7 When a servant comes in from plowing or taking care of sheep, does his master say, "Come in and eat with me"? 8 No, he says, "Prepare my meal, put on your apron, and serve me while I eat. Then you can eat later." 9 And does the master thank the servant for doing what he was told to do? Of course not. 10 In the same way, when you obey me you should say, "We are unworthy servants who have simply done our duty.”
S - Scripture
9 And does the master thank the servant for doing what he was told to do? Of course not.
O - Observation
This parable doesn't usually crack our list of favorites. It's not an obvious happy ending like the Laborers in the Vineyard or the Prodigal Son. Here are some things to consider:
- God owes us nothing for good works.
- Grace cannot be earned.
Jesus teaches that the reward for good works is nothing. The blessing is doing the good works.
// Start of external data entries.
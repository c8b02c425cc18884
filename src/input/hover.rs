//! Hover tooltip, hovered filter bins, wheel scrolling and pointer leave.

use crate::controller::{GridPointerController, HoverState};
use crate::grid::GridContext;
use crate::types::{BinHit, CellConfig, HitTest, Region};
use super::coords::{cell_client_rect, xy};
use super::events::WheelInput;
use gpui::{CursorStyle, Pixels, Point};
use tracing::warn;

impl GridPointerController {
    /// Hover with no press live: filter-row bins, then body tooltips.
    pub(crate) fn hover_at(
        &mut self,
        ctx: &mut GridContext<'_>,
        hit: &HitTest,
        position: Point<Pixels>,
    ) {
        if hit.region == Region::ColumnHeader && hit.row == self.settings.filter_row {
            let bin = ctx
                .grid
                .filter_bin_at(hit)
                .map(|bin| BinHit { column: hit.column, bin });
            self.report_hovered_bin(ctx, bin);
            self.clear_hover();
            return;
        }
        self.report_hovered_bin(ctx, None);

        if hit.region != Region::Body {
            self.clear_hover();
            return;
        }
        self.refresh_tooltip(ctx, hit, position);
    }

    /// Snapshot the hovered body cell and show its tooltip, if it has one.
    fn refresh_tooltip(
        &mut self,
        ctx: &mut GridContext<'_>,
        hit: &HitTest,
        position: Point<Pixels>,
    ) {
        let cell = CellConfig {
            region: hit.region,
            row: hit.row,
            column: hit.column,
            bounds: cell_client_rect(position, hit),
            metadata: ctx.data.metadata(hit.region, hit.row, hit.column),
            value: ctx.data.data(hit.region, hit.row, hit.column),
        };

        let content = match &self.formatter {
            Some(formatter) => match formatter.format(&cell) {
                Ok(content) => content,
                Err(e) => {
                    warn!(
                        row = cell.row,
                        column = cell.column,
                        "Tooltip formatter failed: {:#}",
                        e
                    );
                    String::new()
                }
            },
            None => ctx
                .data
                .tooltip(cell.region, cell.row, cell.column)
                .unwrap_or_default(),
        };

        if content.is_empty() {
            self.clear_hover();
            return;
        }

        let viewport = ctx.grid.viewport_bounds();
        self.tooltip
            .show(content, xy(position), viewport, &self.settings.tooltip);
        self.hover = Some(HoverState {
            cell,
            pointer: position,
        });
    }

    /// Report the filter bin under the pointer, only when it changes.
    pub(crate) fn report_hovered_bin(&mut self, ctx: &mut GridContext<'_>, next: Option<BinHit>) {
        if self.hovered_bin == next {
            return;
        }
        if let Some(previous) = self.hovered_bin {
            if next.map(|hit| hit.column) != Some(previous.column) {
                ctx.data.set_hovered_bin(previous.column, None);
            }
        }
        if let Some(hit) = next {
            ctx.data.set_hovered_bin(hit.column, Some(hit.bin));
        }
        self.hovered_bin = next;
    }

    /// Wheel scroll. Ignored during a press; a live hover is re-resolved at
    /// the same client position against the new scroll offset.
    pub fn wheel(&mut self, ctx: &mut GridContext<'_>, input: &WheelInput) {
        if self.disposed || !self.press.is_idle() {
            return;
        }

        ctx.grid.scroll_by(input.dx, input.dy);

        let Some(pointer) = self.hover.as_ref().map(|hover| hover.pointer) else {
            return;
        };
        let hit = ctx.grid.hit_test(pointer);
        if hit.region == Region::Body {
            self.refresh_tooltip(ctx, &hit, pointer);
        } else {
            self.clear_hover();
        }
    }

    /// The pointer left the grid.
    pub fn pointer_leave(&mut self, ctx: &mut GridContext<'_>) {
        if self.disposed {
            return;
        }
        self.report_hovered_bin(ctx, None);
        self.clear_hover();
        self.viewport_cursor = CursorStyle::Arrow;
    }
}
To be in a relationship with the Master and to serve the Master is the reward. In God's economy, doing the job is much more important than the salary.
A - Application
We generally expect a pay check, bonus, or reward for the work we do. This parable is in stark contrast to this line of thinking. The reward, Jesus says, is the work itself. The application is to experience joy and contentment in serving God. Brother Lawrence writes: We ought to give ourselves up to God, both in temporal and spiritual things, and seek our satisfaction only in fulfilling His will. Whether He leads us by suffering or consolation, all is the same to one truly resigned. Satisfaction is not enjoying God's creation; satisfaction is living in God's will.
P - Prayer
Lord, I often desire the things of the world. I want nothing more than to know the Creator of the world and to experience your love. Bless me and help me discover and follow your will for my life. Amen.